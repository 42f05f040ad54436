//! End-to-end runs against a stubbed source and a temp state file.

use std::collections::HashMap;
use std::sync::{Arc, Mutex};

use async_trait::async_trait;
use tempfile::TempDir;

use leadwatch::analysis::KeywordMatcher;
use leadwatch::error::{FetchError, SinkError};
use leadwatch::pipeline::{Pipeline, PipelineConfig};
use leadwatch::report::{ConsoleSink, LeadSink};
use leadwatch::source::{Lead, PostRecord, PostSource};
use leadwatch::storage::SeenStore;

struct StubSource(HashMap<String, Vec<PostRecord>>);

#[async_trait]
impl PostSource for StubSource {
    async fn fetch(&self, source: &str) -> Result<Vec<PostRecord>, FetchError> {
        self.0
            .get(source)
            .cloned()
            .ok_or_else(|| FetchError::Status {
                status: 404,
                url: format!("https://www.reddit.com/r/{source}/new.json"),
            })
    }
}

/// Records every delivery.
#[derive(Default)]
struct RecordingSink {
    deliveries: Mutex<Vec<Vec<Lead>>>,
}

#[async_trait]
impl LeadSink for RecordingSink {
    fn name(&self) -> &'static str {
        "recording"
    }

    async fn deliver(&self, leads: &[Lead]) -> Result<(), SinkError> {
        self.deliveries.lock().unwrap().push(leads.to_vec());
        Ok(())
    }
}

struct BrokenSink;

#[async_trait]
impl LeadSink for BrokenSink {
    fn name(&self) -> &'static str {
        "broken"
    }

    async fn deliver(&self, _leads: &[Lead]) -> Result<(), SinkError> {
        Err(SinkError::NotConfigured("nowhere to send".to_string()))
    }
}

/// Console output whose reader has gone away (`leadwatch scan | head -1`).
struct ClosedPipeSink;

struct ClosedPipe;

impl std::io::Write for ClosedPipe {
    fn write(&mut self, _buf: &[u8]) -> std::io::Result<usize> {
        Err(std::io::ErrorKind::BrokenPipe.into())
    }

    fn flush(&mut self) -> std::io::Result<()> {
        Ok(())
    }
}

#[async_trait]
impl LeadSink for ClosedPipeSink {
    fn name(&self) -> &'static str {
        "console"
    }

    async fn deliver(&self, leads: &[Lead]) -> Result<(), SinkError> {
        ConsoleSink::write_to(&mut ClosedPipe, leads)
    }
}

fn stub() -> Arc<StubSource> {
    Arc::new(StubSource(HashMap::from([(
        "irvine".to_string(),
        vec![
            PostRecord::new("p1", "Buying a house in Irvine", "", "/r/irvine/p1"),
            PostRecord::new("p2", "Best pizza place", "", "/r/irvine/p2"),
        ],
    )])))
}

fn config(dir: &TempDir, sources: &[&str]) -> PipelineConfig {
    PipelineConfig::new(
        sources.iter().map(ToString::to_string).collect(),
        dir.path().join("seen.json"),
    )
    .unwrap()
}

#[tokio::test]
async fn test_rerun_reports_nothing_new() {
    let dir = TempDir::new().unwrap();
    let sink = Arc::new(RecordingSink::default());
    let pipeline = Pipeline::new(
        config(&dir, &["irvine"]),
        stub(),
        Arc::new(KeywordMatcher::default()),
    )
    .with_sink(sink.clone());

    let first = pipeline.run().await.unwrap();
    assert_eq!(first.leads.len(), 1);
    assert_eq!(first.seen_before, 0);
    assert_eq!(first.seen_after, 2);

    let second = pipeline.run().await.unwrap();
    assert!(second.leads.is_empty());
    assert_eq!(second.seen_before, 2);
    assert_eq!(second.seen_after, 2);

    let deliveries = sink.deliveries.lock().unwrap();
    assert_eq!(deliveries.len(), 2);
    assert_eq!(deliveries[0][0].url, "https://reddit.com/r/irvine/p1");
    assert!(deliveries[1].is_empty());
}

#[tokio::test]
async fn test_corrupt_state_file_treated_as_empty() {
    let dir = TempDir::new().unwrap();
    std::fs::write(dir.path().join("seen.json"), "definitely not json").unwrap();

    let pipeline = Pipeline::new(
        config(&dir, &["irvine"]),
        stub(),
        Arc::new(KeywordMatcher::default()),
    );
    let summary = pipeline.run().await.unwrap();

    assert_eq!(summary.seen_before, 0);
    assert_eq!(summary.leads.len(), 1);

    let saved = SeenStore::new(dir.path().join("seen.json")).load();
    assert!(saved.contains("p1") && saved.contains("p2"));
}

#[tokio::test]
async fn test_failed_source_still_saves_and_reports_others() {
    let dir = TempDir::new().unwrap();
    let pipeline = Pipeline::new(
        config(&dir, &["missing", "irvine"]),
        stub(),
        Arc::new(KeywordMatcher::default()),
    );

    let summary = pipeline.run().await.unwrap();

    assert_eq!(summary.failed_sources.len(), 1);
    assert_eq!(summary.failed_sources[0].source, "missing");
    assert_eq!(summary.leads.len(), 1);
    assert_eq!(SeenStore::new(dir.path().join("seen.json")).load().len(), 2);
}

#[tokio::test]
async fn test_save_failure_fails_run_without_reporting() {
    let dir = TempDir::new().unwrap();
    // The state path is a directory, so the final rename cannot succeed.
    let state_dir = dir.path().join("seen.json");
    std::fs::create_dir(&state_dir).unwrap();

    let sink = Arc::new(RecordingSink::default());
    let pipeline = Pipeline::new(
        config(&dir, &["irvine"]),
        stub(),
        Arc::new(KeywordMatcher::default()),
    )
    .with_sink(sink.clone());

    let err = pipeline.run().await.unwrap_err();
    assert!(err.to_string().contains("Failed to save seen set"));
    assert!(sink.deliveries.lock().unwrap().is_empty());
}

#[tokio::test]
async fn test_sink_failure_does_not_fail_run() {
    let dir = TempDir::new().unwrap();
    let recording = Arc::new(RecordingSink::default());
    let pipeline = Pipeline::new(
        config(&dir, &["irvine"]),
        stub(),
        Arc::new(KeywordMatcher::default()),
    )
    .with_sink(Arc::new(BrokenSink))
    .with_sink(recording.clone());

    let summary = pipeline.run().await.unwrap();

    assert_eq!(summary.sink_errors.len(), 1);
    assert!(summary.sink_errors[0].starts_with("broken:"));
    assert_eq!(recording.deliveries.lock().unwrap().len(), 1);
    assert_eq!(SeenStore::new(dir.path().join("seen.json")).load().len(), 2);
}

#[tokio::test]
async fn test_closed_stdout_is_recorded_as_sink_error() {
    let dir = TempDir::new().unwrap();
    let pipeline = Pipeline::new(
        config(&dir, &["irvine"]),
        stub(),
        Arc::new(KeywordMatcher::default()),
    )
    .with_sink(Arc::new(ClosedPipeSink));

    let summary = pipeline.run().await.unwrap();

    assert_eq!(summary.leads.len(), 1);
    assert_eq!(summary.sink_errors.len(), 1);
    assert!(summary.sink_errors[0].starts_with("console: I/O error"));
    assert_eq!(SeenStore::new(dir.path().join("seen.json")).load().len(), 2);
}
//! Console sink.

use async_trait::async_trait;
use colored::Colorize;
use std::fmt::Write as _;
use std::io;

use super::LeadSink;
use crate::error::SinkError;
use crate::source::Lead;

/// Prints leads to stdout.
#[derive(Debug, Default, Clone, Copy)]
pub struct ConsoleSink;

impl ConsoleSink {
    #[must_use]
    pub const fn new() -> Self {
        Self
    }

    /// Render the report block for `leads`.
    #[must_use]
    pub fn render(leads: &[Lead]) -> String {
        if leads.is_empty() {
            return "No new matches.".to_string();
        }

        let mut out = String::new();
        let _ = writeln!(out, "{}", "New matches found:".green().bold());
        for lead in leads {
            let _ = writeln!(
                out,
                "  {} {}\n    {}",
                format!("[r/{}]", lead.source).cyan(),
                lead.title.bold(),
                lead.url.dimmed()
            );
        }
        out.truncate(out.trim_end().len());
        out
    }

    /// Write the report block for `leads` to `out`.
    pub fn write_to(out: &mut impl io::Write, leads: &[Lead]) -> Result<(), SinkError> {
        writeln!(out, "{}", Self::render(leads))?;
        out.flush()?;
        Ok(())
    }
}

#[async_trait]
impl LeadSink for ConsoleSink {
    fn name(&self) -> &'static str {
        "console"
    }

    async fn deliver(&self, leads: &[Lead]) -> Result<(), SinkError> {
        Self::write_to(&mut io::stdout().lock(), leads)
    }
}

====

WHAT IS REQUIRED » Every line of the records that includes the word "impl" should be gathered.

REPLY »
impl PostSource for StubSource {
impl LeadSink for RecordingSink {
impl LeadSink for BrokenSink {
impl std::io::Write for ClosedPipe {
impl LeadSink for ClosedPipeSink {
impl ConsoleSink {
    pub fn write_to(out: &mut impl io::Write, leads: &[Lead]) -> Result<(), SinkError> {
impl LeadSink for ConsoleSink {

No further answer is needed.